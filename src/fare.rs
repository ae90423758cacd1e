//! FareEngine (C7): fare-period lookup, fare-transfer rule application, and
//! the fare-to-cost conversion applied once a link's monetary fare is known.

use crate::cost::Cost;
use crate::supply::{FarePeriodId, FareTransferKind, Supply};

/// Stateless fare evaluator, kept as a unit struct for the same reason as
/// [`crate::cost::CostEngine`]: a uniform call-site shape across the engines.
pub struct FareEngine;

impl FareEngine {
    /// Converts a fare delta into a cost-space delta:
    /// `(60 / value_of_time) * link_ivtwt * delta_fare`. `value_of_time` is
    /// currency per hour; the `60/` term puts it in currency-per-minute terms
    /// to match `link_ivtwt`'s minutes basis.
    pub fn fare_cost_delta(value_of_time: f64, link_ivtwt: f64, delta_fare: f64) -> Cost {
        (60.0 / value_of_time) * link_ivtwt * delta_fare
    }

    fn resolve_transfer_fare(supply: &dyn Supply, from_period: FarePeriodId, to_period: FarePeriodId, full_fare: f64) -> f64 {
        if from_period == to_period {
            return full_fare;
        }
        match supply.fare_transfer(from_period, to_period) {
            Some(rule) => match rule.kind {
                FareTransferKind::Free => 0.0,
                FareTransferKind::FixedCost(cost) => cost,
                FareTransferKind::Discount(amount) => (full_fare - amount).max(0.0),
            },
            None => full_fare,
        }
    }

    /// `getFareWithTransfer`: the marginal fare (and its cost-space delta)
    /// for boarding a trip priced under `to_period`, given the
    /// probability-weighted distribution of fare periods a rider could
    /// already be travelling under — the non-trip hyperlink immediately
    /// preceding this boarding, whose entries each carry their own
    /// labeling-mode `probability`. `prior_fare_periods` yields `None` for an
    /// unpriced prior link (e.g. an initial access link with no fare
    /// period), which is treated as paying the full fare.
    ///
    /// `boardings_already_in_period` counts boardings already made within
    /// `to_period` on the path so far; a period's `free_transfers` waives
    /// the fare for the boardings up to that count.
    pub fn fare_with_transfer(
        supply: &dyn Supply,
        to_period: FarePeriodId,
        value_of_time: f64,
        link_ivtwt: f64,
        prior_fare_periods: impl Iterator<Item = (Option<FarePeriodId>, f64)>,
        boardings_already_in_period: u32,
    ) -> (f64, Cost) {
        let full_fare = supply.fare_period(to_period).map(|p| p.price).unwrap_or(0.0);

        // §4.7: the first boarding in a fare period (count == 0) always pays
        // full fare; boardings 1..=free_transfers ride free (discounted by
        // the full fare-period price, floored at 0 — i.e. free outright).
        if let Some(period) = supply.fare_period(to_period) {
            if boardings_already_in_period > 0 && boardings_already_in_period <= period.free_transfers {
                return (0.0, 0.0);
            }
        }

        let mut expected_fare = 0.0;
        let mut total_weight = 0.0;
        for (from_period, weight) in prior_fare_periods {
            let fare = match from_period {
                Some(from) => Self::resolve_transfer_fare(supply, from, to_period, full_fare),
                None => full_fare,
            };
            expected_fare += weight * fare;
            total_weight += weight;
        }

        let fare = if total_weight > 0.0 { expected_fare / total_weight } else { full_fare };
        let cost_delta = Self::fare_cost_delta(value_of_time, link_ivtwt, fare);
        (fare, cost_delta)
    }
}

#[cfg(test)]
mod tests {
    use super::*;
    use crate::in_memory::InMemorySupply;
    use crate::supply::{FarePeriod, FareTransferRule};

    fn supply_with_periods() -> InMemorySupply {
        let mut s = InMemorySupply::new();
        s.add_fare_period(FarePeriod { id: 1, price: 2.50, free_transfers: 0 });
        s.add_fare_period(FarePeriod { id: 2, price: 3.00, free_transfers: 0 });
        s.add_fare_transfer(FareTransferRule { from_fare_period: 1, to_fare_period: 2, kind: FareTransferKind::Discount(0.5) });
        s
    }

    #[test]
    fn free_transfer_within_allowance_waives_fare() {
        let mut s = InMemorySupply::new();
        s.add_fare_period(FarePeriod { id: 1, price: 2.50, free_transfers: 1 });
        // First boarding (count 0) always pays full fare; the second
        // boarding (count 1, within the allowance of 1) rides free.
        let (first_fare, _) = FareEngine::fare_with_transfer(&s, 1, 12.0, 1.0, std::iter::once((None, 1.0)), 0);
        assert_eq!(first_fare, 2.50);
        let (fare, cost) = FareEngine::fare_with_transfer(&s, 1, 12.0, 1.0, std::iter::once((None, 1.0)), 1);
        assert_eq!(fare, 0.0);
        assert_eq!(cost, 0.0);
    }

    #[test]
    fn discounted_transfer_blends_by_probability() {
        let s = supply_with_periods();
        // Half the probability mass arrives already under period 1 (a flat
        // 0.50 transfer discount into period 2), half under period 2 itself
        // (full fare, same period).
        let prior = vec![(Some(1u32), 0.5), (Some(2u32), 0.5)];
        let (fare, _) = FareEngine::fare_with_transfer(&s, 2, 12.0, 1.0, prior.into_iter(), 0);
        // 0.5 * (3.00 - 0.50) + 0.5 * 3.00 = 2.75
        assert!((fare - 2.75).abs() < 1e-9);
    }

    #[test]
    fn unpriced_prior_pays_full_fare() {
        let s = supply_with_periods();
        let (fare, _) = FareEngine::fare_with_transfer(&s, 1, 12.0, 1.0, std::iter::once((None, 1.0)), 0);
        assert_eq!(fare, 2.50);
    }
}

————

Retype word for word everything in the listing above from the line that holds "on the path" down to the line that holds "prior_fare_periods: impl Iterator<Item". Keep both end lines and leave out the rest.

    /// `to_period` on the path so far; a period's `free_transfers` waives
    /// the fare for the boardings up to that count.
    pub fn fare_with_transfer(
        supply: &dyn Supply,
        to_period: FarePeriodId,
        value_of_time: f64,
        link_ivtwt: f64,
        prior_fare_periods: impl Iterator<Item = (Option<FarePeriodId>, f64)>,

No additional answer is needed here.